En 2016, les propriétaires sont une famille de la classe moyenne américaine, les Knox. A l’instar de Greenwood, le père est professeur d’université. Willa, la mère de famille, journaliste sans emploi, se bat pour trouver coûte que coûte un financement pour éviter la destruction de la maison. Une fille antisystème en confrontation directe avec un beau père ultra conservateur, un mari obligé de quitter son poste, un fils étudiant empêtré dans des difficultés financières et un bébé, le quotidien de Willa n’est pas de tout repos.
Deux époques, une même problématique
Outre une maison en ruines, les deux histoires ont un autre point commun : les cassures et les nombreuses fissures de l’Amérique.
De très nombreux thèmes, qu’ils soient politiques, économiques, sociaux, écologiques, environnementaux, sociétaux sont abordés par l’auteur.

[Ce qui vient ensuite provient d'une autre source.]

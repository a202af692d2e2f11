//! Formula document decoding
//!
//! Stored formulas are JSON documents tagged by `type`:
//!
//! ```json
//! {"type": "multiply", "operands": [
//!     {"type": "cell_reference", "table": "current", "row": "current", "column": "price"},
//!     {"type": "constant", "value": 2}
//! ]}
//! ```
//!
//! Decoding turns the document into a [`FormulaExpr`] so that unknown tags
//! fail once, up front, instead of at every evaluation.

use crate::ast::{AggregateFunction, BinaryOperator, CellReference, FormulaExpr, Scope};
use crate::error::{FormulaError, FormulaResult};
use serde_json::{json, Map, Value};
use tabcalc_core::RawValue;

/// Sentinel used for `table`/`row` fields that follow the evaluation context
pub const CURRENT: &str = "current";

/// Decode a formula document
pub fn parse_document(doc: &Value) -> FormulaResult<FormulaExpr> {
    let obj = doc
        .as_object()
        .ok_or_else(|| FormulaError::MalformedExpression(format!("expected object, got {}", doc)))?;

    let tag = obj
        .get("type")
        .and_then(Value::as_str)
        .ok_or_else(|| FormulaError::MalformedExpression("missing string field 'type'".into()))?;

    match tag {
        "constant" => parse_constant(obj),
        "cell_reference" => parse_cell_reference(obj),

        "add" => parse_binary(BinaryOperator::Add, obj),
        "subtract" => parse_binary(BinaryOperator::Subtract, obj),
        "multiply" => parse_binary(BinaryOperator::Multiply, obj),
        "divide" => parse_binary(BinaryOperator::Divide, obj),

        "sum" => parse_aggregate(AggregateFunction::Sum, obj),
        "average" => parse_aggregate(AggregateFunction::Average, obj),
        "count" => parse_aggregate(AggregateFunction::Count, obj),

        "if" => Ok(FormulaExpr::conditional(
            parse_document(field(obj, "condition", tag)?)?,
            parse_document(field(obj, "then", tag)?)?,
            parse_document(field(obj, "else", tag)?)?,
        )),

        other => Err(FormulaError::UnknownExpressionType(other.to_string())),
    }
}

/// Decode a formula document from JSON text
pub fn parse_document_str(text: &str) -> FormulaResult<FormulaExpr> {
    let doc: Value = serde_json::from_str(text)
        .map_err(|e| FormulaError::MalformedExpression(format!("invalid JSON: {}", e)))?;
    parse_document(&doc)
}

/// Encode an expression back into its document form
pub fn to_document(expr: &FormulaExpr) -> Value {
    match expr {
        FormulaExpr::Constant(n) => json!({ "type": "constant", "value": n }),
        FormulaExpr::CellRef(cell_ref) => json!({
            "type": "cell_reference",
            "table": scope_to_str(&cell_ref.table),
            "row": scope_to_str(&cell_ref.row),
            "column": cell_ref.column,
        }),
        FormulaExpr::BinaryOp { op, operands } => json!({
            "type": op.tag(),
            "operands": operands.iter().map(to_document).collect::<Vec<_>>(),
        }),
        FormulaExpr::Aggregate { func, operands } => json!({
            "type": func.tag(),
            "operands": operands.iter().map(to_document).collect::<Vec<_>>(),
        }),
        FormulaExpr::Conditional {
            condition,
            then_branch,
            else_branch,
        } => json!({
            "type": "if",
            "condition": to_document(condition),
            "then": to_document(then_branch),
            "else": to_document(else_branch),
        }),
    }
}

fn field<'a>(obj: &'a Map<String, Value>, name: &str, tag: &str) -> FormulaResult<&'a Value> {
    obj.get(name).ok_or_else(|| {
        FormulaError::MalformedExpression(format!("'{}' requires field '{}'", tag, name))
    })
}

fn parse_constant(obj: &Map<String, Value>) -> FormulaResult<FormulaExpr> {
    let value = match field(obj, "value", "constant")? {
        Value::Number(n) => n.as_f64().unwrap_or(0.0),
        Value::String(s) => RawValue::Text(s.clone()).as_number(),
        Value::Null => 0.0,
        other => {
            return Err(FormulaError::MalformedExpression(format!(
                "constant value must be a number or string, got {}",
                other
            )))
        }
    };
    Ok(FormulaExpr::Constant(value))
}

fn parse_cell_reference(obj: &Map<String, Value>) -> FormulaResult<FormulaExpr> {
    let column = field(obj, "column", "cell_reference")?
        .as_str()
        .ok_or_else(|| {
            FormulaError::MalformedExpression("cell_reference column must be a string".into())
        })?;

    Ok(FormulaExpr::CellRef(CellReference {
        table: parse_scope(obj, "table")?,
        row: parse_scope(obj, "row")?,
        column: column.to_string(),
    }))
}

fn parse_scope(obj: &Map<String, Value>, name: &str) -> FormulaResult<Scope> {
    match obj.get(name) {
        None | Some(Value::Null) => Ok(Scope::Current),
        Some(Value::String(s)) if s == CURRENT => Ok(Scope::Current),
        Some(Value::String(s)) => Ok(Scope::Id(s.clone())),
        // Row ids are sometimes stored as bare numbers
        Some(Value::Number(n)) => Ok(Scope::Id(n.to_string())),
        Some(other) => Err(FormulaError::MalformedExpression(format!(
            "cell_reference {} must be a string, got {}",
            name, other
        ))),
    }
}

fn parse_operands(obj: &Map<String, Value>, tag: &str) -> FormulaResult<Vec<FormulaExpr>> {
    field(obj, "operands", tag)?
        .as_array()
        .ok_or_else(|| {
            FormulaError::MalformedExpression(format!("'{}' operands must be an array", tag))
        })?
        .iter()
        .map(parse_document)
        .collect()
}

fn parse_binary(op: BinaryOperator, obj: &Map<String, Value>) -> FormulaResult<FormulaExpr> {
    Ok(FormulaExpr::binary(op, parse_operands(obj, op.tag())?))
}

fn parse_aggregate(
    func: AggregateFunction,
    obj: &Map<String, Value>,
) -> FormulaResult<FormulaExpr> {
    Ok(FormulaExpr::aggregate(func, parse_operands(obj, func.tag())?))
}

fn scope_to_str(scope: &Scope) -> &str {
    match scope {
        Scope::Current => CURRENT,
        Scope::Id(id) => id,
    }
}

Les problématiques ne changent guère entre les époques : la puissance des médias et leur rôle d’information (ou de désinformation), l’égalité, ou plutôt l’inégalité, entre les hommes et les femmes, les contre-vérités, la dévalorisation du savoir, l’obscurantisme religieux vs la rigueur scientifique, l’accès aux soins (l’ObamaCare et Trump… une pépite) ou plutôt ses défaillances sont quelques exemples parmi tant d’autres.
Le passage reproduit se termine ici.